The Attack!

In Zambia’s South Luangwa National Park, we saw a Leopard eyeing a lone Baboon from 200 meters. We positioned ourselves so we could still see the Baboon but not interfere with the route the Leopard would need to take to get to it. The Leopard moved swiftly and silently through a ditch until it was near the Baboon. I focused on the Baboon, not the Leopard, and within a few seconds the Leopard with incredible speed crossed the 20meters from the ditch and hit the Baboon at full force. Unfortunately, I had my camera set on low rather than medium speed and missed the moment of impact but got this shot a split second later when the velocity of the Leopard caused it to swing around as it clamped down on the poor Baboon.

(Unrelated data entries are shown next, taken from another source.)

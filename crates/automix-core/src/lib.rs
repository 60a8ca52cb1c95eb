//! Automix Core - offline multi-track audio auto-mixing engine
//!
//! Given a set of mono or multi-channel tracks (linear PCM float, one
//! engine-wide sample rate), the engine analyzes each track, derives
//! per-track gain/EQ/pan parameters plus a mix-bus compressor setting, and
//! renders a single stereo mix-down:
//!
//! ```text
//! Vec<SampleBuffer> -> AutoMixer::analyze -> MixPlan
//!                      AutoMixer::render  -> SampleBuffer (stereo)
//! ```
//!
//! The core is single-threaded at the API surface; `render` internally
//! fans per-track processing out across worker threads and joins at the
//! bus. File I/O, resampling and host bindings live outside this crate.

pub mod config;
pub mod dsp;
pub mod engine;
pub mod error;
pub mod types;

pub use config::AutoMixerSettings;
pub use engine::{AutoMixer, MixPlan};
pub use error::{EngineError, EngineResult};
pub use types::*;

Specific Feedback Requested

Any pointers on photographing very fast-moving scenes like this (other than setting my camera for higher speed! :slight_smile: ) would be appreciated.

Technical Details

Sony a1, Sony 200-600mm lens at 303mm, manual exposure, f/6.3, 1/2000th, ISO 640. 80% crop in PhotoShop.


What an exciting thing to watch, if just a little bit sad, too. Of course we’d like a face in full view here, but that isn’t always possible. I don’t have any experience with big game like this, but hummingbirds are pretty fast and hard to catch. I’ve started using a custom-multi focus point pattern instead of all of them or a single point. I find if I keep it centered and the subject centered, the camera usually has an easier time finding the subject and locking on. Combined with Autofocus continuous, I think I’ve upped my keeper rate slightly. Maybe other wildlife photographers who have big game experience can chime in.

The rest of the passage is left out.